In the USA, the impact of consumer trends on product offerings is more evident. The marketplace offers options like lactose-free, plant-based alternatives, and fortified dairy products, which compels farmers to innovate and diversify continuously. While these products are becoming popular in Canada, the regulated supply management system ensures steady production, balancing supply and demand to maintain farm gate prices and local standards.  

In summary, consumer preferences in both countries drive differences in dairy farming practices and product offerings. Canada’s regulatory framework favors stability and quality, while the USA’s market competition encourages a wide array of practices and innovation, reflecting each country’s distinct consumer bases and economic landscapes.

The Bottom Line

The landscape of dairy farming in Canada and the USA reveals a fascinating divergence shaped by historical, regulatory, and economic factors. The Canadian system’s supply management offers stability and controlled market dynamics, preventing overproduction and ensuring steady revenue. In contrast, with minimal market intervention, the American approach exposes farmers to greater volatility and potentially higher rewards through market-driven forces. 

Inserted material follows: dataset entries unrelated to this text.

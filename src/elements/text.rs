use crate::node::{Element, Node};

const HEADING_TAGS: [&str; 6] = ["h1", "h2", "h3", "h4", "h5", "h6"];

/// `<hN>` heading. Levels outside `1..=6` are clamped.
///
/// ```
/// use balisage::elements::heading;
///
/// assert_eq!(heading(3, "Usage").render(), "<h3>Usage</h3>");
/// assert_eq!(heading(9, "Deep").tag(), "h6");
/// ```
pub fn heading(level: u8, content: impl Into<Node>) -> Element {
    let index = usize::from(level.clamp(1, 6)) - 1;
    let mut el = Element::known(HEADING_TAGS[index]);
    el.push(content);
    el
}

pub fn heading1(content: impl Into<Node>) -> Element {
    heading(1, content)
}

pub fn heading2(content: impl Into<Node>) -> Element {
    heading(2, content)
}

pub fn heading3(content: impl Into<Node>) -> Element {
    heading(3, content)
}

pub fn heading4(content: impl Into<Node>) -> Element {
    heading(4, content)
}

pub fn heading5(content: impl Into<Node>) -> Element {
    heading(5, content)
}

pub fn heading6(content: impl Into<Node>) -> Element {
    heading(6, content)
}

/// `<p>` paragraph.
pub fn paragraph(content: impl Into<Node>) -> Element {
    let mut el = Element::known("p");
    el.push(content);
    el
}

#[cfg(test)]
mod tests {
    use super::*;

    #[test]
    fn test_heading_levels() {
        assert_eq!(heading1("a").render(), "<h1>a</h1>");
        assert_eq!(heading4("d").tag(), "h4");
        assert_eq!(heading6("f").tag(), "h6");
    }

    #[test]
    fn test_heading_clamps_level() {
        assert_eq!(heading(0, "x").tag(), "h1");
        assert_eq!(heading(7, "x").tag(), "h6");
    }

    #[test]
    fn test_paragraph_escapes_text() {
        assert_eq!(paragraph("1 < 2").render(), "<p>1 &lt; 2</p>");
    }

    #[test]
    fn test_paragraph_accepts_element() {
        let mut inner = Element::new("em").unwrap();
        inner.add("hi").unwrap();
        assert_eq!(paragraph(inner).render(), "<p><em>hi</em></p>");
    }
}
//! html5ever TreeSink that builds an [`Arena`].

use std::borrow::Cow;
use std::cell::RefCell;

use html5ever::tendril::StrTendril;
use html5ever::tree_builder::{ElementFlags, NodeOrText, QuirksMode, TreeSink};
use html5ever::{Attribute as Html5Attribute, QualName};

use super::arena::{Arena, NodeData, NodeId};

/// Handle the tree builder uses to address arena nodes.
#[derive(Debug, Clone, Copy, PartialEq, Eq)]
pub struct Handle(pub NodeId);

/// TreeSink over an [`Arena`].
///
/// html5ever's TreeSink methods take `&self`, so the arena sits behind a
/// RefCell.
pub struct ArenaSink {
    arena: RefCell<Arena>,
}

impl Default for ArenaSink {
    fn default() -> Self {
        Self::new()
    }
}

impl ArenaSink {
    pub fn new() -> Self {
        Self {
            arena: RefCell::new(Arena::new()),
        }
    }

    pub fn into_arena(self) -> Arena {
        self.arena.into_inner()
    }
}

/// Attribute names as written in markup, with any namespace prefix.
fn convert_attrs(attrs: Vec<Html5Attribute>) -> Vec<(String, String)> {
    attrs
        .into_iter()
        .map(|attr| {
            let name = match &attr.name.prefix {
                Some(prefix) => format!("{}:{}", prefix, attr.name.local),
                None => attr.name.local.to_string(),
            };
            (name, attr.value.to_string())
        })
        .collect()
}

impl TreeSink for ArenaSink {
    type Handle = Handle;
    type Output = Self;
    type ElemName<'a>
        = &'a QualName
    where
        Self: 'a;

    fn finish(self) -> Self::Output {
        self
    }

    fn parse_error(&self, msg: Cow<'static, str>) {
        // Recover like a browser would
        log::trace!("HTML parse error: {msg}");
    }

    fn get_document(&self) -> Self::Handle {
        Handle(self.arena.borrow().document())
    }

    fn elem_name<'a>(&'a self, target: &'a Self::Handle) -> Self::ElemName<'a> {
        static EMPTY: QualName = QualName {
            prefix: None,
            ns: html5ever::ns!(),
            local: html5ever::local_name!(""),
        };

        let arena = self.arena.borrow();
        match arena.get(target.0).map(|n| &n.data) {
            Some(NodeData::Element { name, .. }) => {
                let name: &QualName = name;
                // SAFETY: names are boxed and nodes are never removed from the
                // arena, so the QualName stays at this address for as long as
                // the sink lives. The RefCell guard only hides that lifetime.
                unsafe { std::mem::transmute::<&QualName, &'a QualName>(name) }
            }
            _ => &EMPTY,
        }
    }

    fn create_element(
        &self,
        name: QualName,
        attrs: Vec<Html5Attribute>,
        _flags: ElementFlags,
    ) -> Self::Handle {
        let attrs = convert_attrs(attrs);
        Handle(self.arena.borrow_mut().create_element(name, attrs))
    }

    fn create_comment(&self, text: StrTendril) -> Self::Handle {
        log::trace!("Dropping comment ({} bytes)", text.len());
        Handle(self.arena.borrow_mut().create_ignored())
    }

    fn create_pi(&self, target: StrTendril, _data: StrTendril) -> Self::Handle {
        log::trace!("Dropping processing instruction {target:?}");
        Handle(self.arena.borrow_mut().create_ignored())
    }

    fn append(&self, parent: &Self::Handle, child: NodeOrText<Self::Handle>) {
        let mut arena = self.arena.borrow_mut();
        match child {
            NodeOrText::AppendNode(node) => arena.append(parent.0, node.0),
            NodeOrText::AppendText(text) => arena.append_text(parent.0, &text),
        }
    }

    fn append_based_on_parent_node(
        &self,
        element: &Self::Handle,
        prev_element: &Self::Handle,
        child: NodeOrText<Self::Handle>,
    ) {
        let has_parent = self
            .arena
            .borrow()
            .get(element.0)
            .is_some_and(|n| n.parent.is_some());

        if has_parent {
            self.append_before_sibling(element, child);
        } else {
            self.append(prev_element, child);
        }
    }

    fn append_doctype_to_document(
        &self,
        name: StrTendril,
        _public_id: StrTendril,
        _system_id: StrTendril,
    ) {
        log::trace!("Dropping doctype {name:?}");
        let mut arena = self.arena.borrow_mut();
        let doctype = arena.create_ignored();
        let document = arena.document();
        arena.append(document, doctype);
    }

    fn get_template_contents(&self, target: &Self::Handle) -> Self::Handle {
        // Template content is parsed straight into the template element
        *target
    }

    fn same_node(&self, x: &Self::Handle, y: &Self::Handle) -> bool {
        x == y
    }

    fn set_quirks_mode(&self, _mode: QuirksMode) {}

    fn append_before_sibling(&self, sibling: &Self::Handle, new_node: NodeOrText<Self::Handle>) {
        let mut arena = self.arena.borrow_mut();
        match new_node {
            NodeOrText::AppendNode(node) => arena.insert_before(sibling.0, node.0),
            NodeOrText::AppendText(text) => arena.insert_text_before(sibling.0, &text),
        }
    }

    fn add_attrs_if_missing(&self, target: &Self::Handle, attrs: Vec<Html5Attribute>) {
        let mut arena = self.arena.borrow_mut();
        if let Some(node) = arena.get_mut(target.0)
            && let NodeData::Element {
                attrs: existing, ..
            } = &mut node.data
        {
            for (name, value) in convert_attrs(attrs) {
                if !existing.iter().any(|(n, _)| *n == name) {
                    existing.push((name, value));
                }
            }
        }
    }

    fn remove_from_parent(&self, target: &Self::Handle) {
        self.arena.borrow_mut().detach(target.0);
    }

    fn reparent_children(&self, node: &Self::Handle, new_parent: &Self::Handle) {
        let mut arena = self.arena.borrow_mut();
        let children: Vec<NodeId> = arena.children(node.0).collect();
        for child in children {
            arena.detach(child);
            arena.append(new_parent.0, child);
        }
    }
}
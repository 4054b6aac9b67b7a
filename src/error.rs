//! Error types for balisage operations.

use thiserror::Error;

/// Errors that can occur while building, parsing or saving HTML.
#[derive(Error, Debug)]
pub enum Error {
    #[error("Invalid attribute name: {0:?}")]
    InvalidAttribute(String),

    #[error("Invalid class name: {0:?}")]
    InvalidClassName(String),

    #[error("Invalid tag name: {0:?}")]
    InvalidTagName(String),

    /// Void elements (`br`, `img`, ...) never hold children.
    #[error("<{0}> is a void element and cannot have children")]
    VoidElement(String),

    #[error("Child index {index} out of range for {len} children")]
    ChildIndex { index: usize, len: usize },

    #[error("Unknown encoding: {0}")]
    UnknownEncoding(String),

    #[error("I/O error: {0}")]
    Io(#[from] std::io::Error),

    #[cfg(feature = "json")]
    #[error("JSON error: {0}")]
    Json(#[from] serde_json::Error),

    #[cfg(feature = "json")]
    #[error("Invalid table data: {0}")]
    InvalidFrame(String),
}

pub type Result<T> = std::result::Result<T, Error>;
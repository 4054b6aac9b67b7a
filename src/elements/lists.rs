//! List constructors. Nothing stops non-`li` children from being added to a
//! list; the tree accepts whatever the caller builds.

use crate::node::{Element, Node};

/// Empty `<ol>`.
pub fn ordered_list() -> Element {
    Element::known("ol")
}

/// Empty `<ul>`.
pub fn unordered_list() -> Element {
    Element::known("ul")
}

/// `<li>` holding `content`.
pub fn list_item(content: impl Into<Node>) -> Element {
    let mut el = Element::known("li");
    el.push(content);
    el
}

/// `<ol>` with every item wrapped in `<li>`.
///
/// ```
/// use balisage::elements::ordered_list_of;
///
/// let steps = ordered_list_of(["Mix", "Bake"]);
/// assert_eq!(steps.render(), "<ol><li>Mix</li><li>Bake</li></ol>");
/// ```
pub fn ordered_list_of<I, C>(items: I) -> Element
where
    I: IntoIterator<Item = C>,
    C: Into<Node>,
{
    fill(ordered_list(), items)
}

/// `<ul>` with every item wrapped in `<li>`.
pub fn unordered_list_of<I, C>(items: I) -> Element
where
    I: IntoIterator<Item = C>,
    C: Into<Node>,
{
    fill(unordered_list(), items)
}

fn fill<I, C>(mut list: Element, items: I) -> Element
where
    I: IntoIterator<Item = C>,
    C: Into<Node>,
{
    for item in items {
        list.push(list_item(item));
    }
    list
}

Economically, production costs and competitive pressures differ starkly, influenced by trade policies and consumer trends. Structurally, Canadian dairy farms are generally smaller and more consistent in scale, while American farms vary widely in size due to market competition. Environmental practices also differ and are guided by regulatory frameworks and regional priorities. 

These divergent paths reflect broader agricultural paradigms and societal values, affecting farmers’ livelihoods and the wider economic and environmental landscape. As global market dynamics and consumer preferences evolve, the insights from these practices may shape future agricultural policies on both sides of the border.

Key Takeaways:

  • Canada and the USA have distinct historical paths in dairy farming, influenced by different regulatory frameworks.
  • Canada’s supply management system offers stability but raises concerns about competition and wealth distribution among farmers.
  • The US dairy market is more competitive, leading to varied economic outcomes for farmers but increased market flexibility.
  • Structural differences in farm sizes impact environmental policies, with Canada leaning towards smaller farms and the USA having larger, industrial operations.
  • Environmental regulations in both countries aim to mitigate the ecological footprint of dairy farming, although strategies differ.
  • Labor dynamics highlight the reliance on foreign labor in the USA, whereas Canada faces different labor market challenges in dairy farming.
  • Trade agreements like the USMCA play a pivotal role in shaping market access, with gradual changes anticipated in TRQs affecting both nations.
  • Consumer preferences drive farming practices, with trends in dairy consumption influencing operational decisions in both Canada and the USA.

Summary:

This analysis examines the unique characteristics of dairy farming in Canada and the USA, highlighting differences in their practices, regulations, and philosophies. The USA’s dairy farming history began with small-scale farms, followed by industrialization and urbanization in the 19th century. Canada’s dairy farming began with subsistence farms and evolved with supply management in the 1970s. World War II played a significant role in both industries, with the USA driving increased dairy production and Canada promoting it for national food security. Canada operates under strict supply management to balance supply and demand, while the USA invests in automation and robotic milking systems to reduce dependence on human labor.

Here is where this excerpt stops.